# Homework Help: Determine the original velocity of the bullet

1. May 3, 2010

### carbonsteel

1.
Team 1 is racing out of the house to try to beat Team 2 to a site. They hop into the Convertible Porche Corvette Hybrid Jaguar that team 1 drives, and zoom away. If their position as a function of time is given by the equation x(t) = 3.81t3 + 9.882t2 + 18.6497t + 53.8946, determine the jerk, ab.cde, or how quickly the Convertible Porche Corvette Hybrid Jaguar's acceleration is accelerating. Carry it out to three places past the decimal.

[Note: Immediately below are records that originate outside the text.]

use actix_web::{web, HttpResponse};
use serde::Deserialize;

use crate::{
    database::MongoDB,
    models::{CreateAlumniRequest, UpdateAlumniRequest},
    services::alumni_service,
};

#[derive(Debug, Deserialize)]
pub struct PageQuery {
    pub page: Option<u64>,
    pub limit: Option<u64>,
}

#[utoipa::path(
    get,
    path = "/api/admin/alumni",
    tag = "Alumni",
    params(
        ("page" = Option<u64>, Query, description = "Page number, starting at 1"),
        ("limit" = Option<u64>, Query, description = "Entries per page (default 6)")
    ),
    responses(
        (status = 200, description = "One page of alumni, newest first"),
        (status = 401, description = "Missing or invalid token"),
        (status = 403, description = "Not an admin token")
    ),
    security(("bearer_auth" = []))
)]
pub async fn list_admin(db: web::Data<MongoDB>, query: web::Query<PageQuery>) -> HttpResponse {
    let page = query.page.unwrap_or(alumni_service::DEFAULT_PAGE);
    let limit = query.limit.unwrap_or(alumni_service::DEFAULT_LIMIT);

    log::info!("📋 GET /admin/alumni - page: {}, limit: {}", page, limit);

    match alumni_service::list_admin(&db, page, limit).await {
        Ok(response) => HttpResponse::Ok().json(response),
        Err(e) => {
            log::error!("❌ Error fetching alumni: {}", e);
            e.to_response()
        }
    }
}

#[utoipa::path(
    get,
    path = "/api/alumni",
    tag = "Alumni",
    responses(
        (status = 200, description = "Active alumni, best rated first")
    )
)]
pub async fn list_public(db: web::Data<MongoDB>) -> HttpResponse {
    log::info!("📋 GET /alumni");

    match alumni_service::list_public(&db).await {
        Ok(alumni) => HttpResponse::Ok().json(alumni),
        Err(e) => {
            log::error!("❌ Error fetching alumni: {}", e);
            e.to_response()
        }
    }
}

pub async fn create(
    db: web::Data<MongoDB>,
    request: web::Json<CreateAlumniRequest>,
) -> HttpResponse {
    log::info!("📝 POST /admin/alumni - {}", request.name);

    match alumni_service::create(&db, request.into_inner()).await {
        Ok(alumni) => HttpResponse::Created().json(alumni),
        Err(e) => {
            log::error!("❌ Error creating alumni: {}", e);
            e.to_response()
        }
    }
}

pub async fn update(
    db: web::Data<MongoDB>,
    path: web::Path<String>,
    request: web::Json<UpdateAlumniRequest>,
) -> HttpResponse {
    let id = path.into_inner();
    log::info!("🔧 PUT /admin/alumni/{}", id);

    match alumni_service::update(&db, &id, request.into_inner()).await {
        Ok(alumni) => HttpResponse::Ok().json(alumni),
        Err(e) => {
            log::warn!("❌ Error updating alumni {}: {}", id, e);
            e.to_response()
        }
    }
}

pub async fn delete(db: web::Data<MongoDB>, path: web::Path<String>) -> HttpResponse {
    let id = path.into_inner();
    log::info!("🗑️ DELETE /admin/alumni/{}", id);

    match alumni_service::delete(&db, &id).await {
        Ok(()) => {
            HttpResponse::Ok().json(serde_json::json!({ "message": "Alumni deleted successfully" }))
        }
        Err(e) => {
            log::warn!("❌ Error deleting alumni {}: {}", id, e);
            e.to_response()
        }
    }
}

A 17 gram bullet is fired from a gun with an original velocity of vwx m/s. It collides with a 1.9 kg tupperware covered in camo duct tape, giving the tupperware a velocity of 3.68684 m/s. As the bullet approaches the second obstacle, an ammo can, it is moving 41.9412 m/s. It collides and passes through the ammo can, giving the can a velocity of .yz m/s, then the bullet drops dead as soon as it leaves the can, its velocity reduced to 0 m/s. If the ammo can has a mass of 2.3 kg and all air resistance and mass removed by collisions is neglected, determine the original velocity of the bullet and the velocity of the ammo can after the collision.

2. see above

3. ?
1. The problem statement, all variables and given/known data

2. Relevant equations

3. The attempt at a solution

I know nothing about physics as to solve problems. I'm trying to solve a puzzle and need the above questions solved to complete the puzzle. Any and all help is appreciated.

2. May 3, 2010

### diazona

Y'know, this forum isn't a problem-solving service. We'll help people who are trying to do the work themselves, and if you really know nothing about physics we could make an attempt to teach you what you need to know to solve these problems (not that I necessarily expect it to work, these things are hard to learn online)... but I'm reluctant to just do it and give away an answer, and I doubt that I'm the only one here who feels that way.

3. May 3, 2010

### carbonsteel

I'm ok with that. I would apprecitate if someone could help me understand it and how to come up with the answer myself.

Thank you.

4. May 3, 2010

### diazona

OK, fair enough (It's nice to see someone taking the right attitude toward learning)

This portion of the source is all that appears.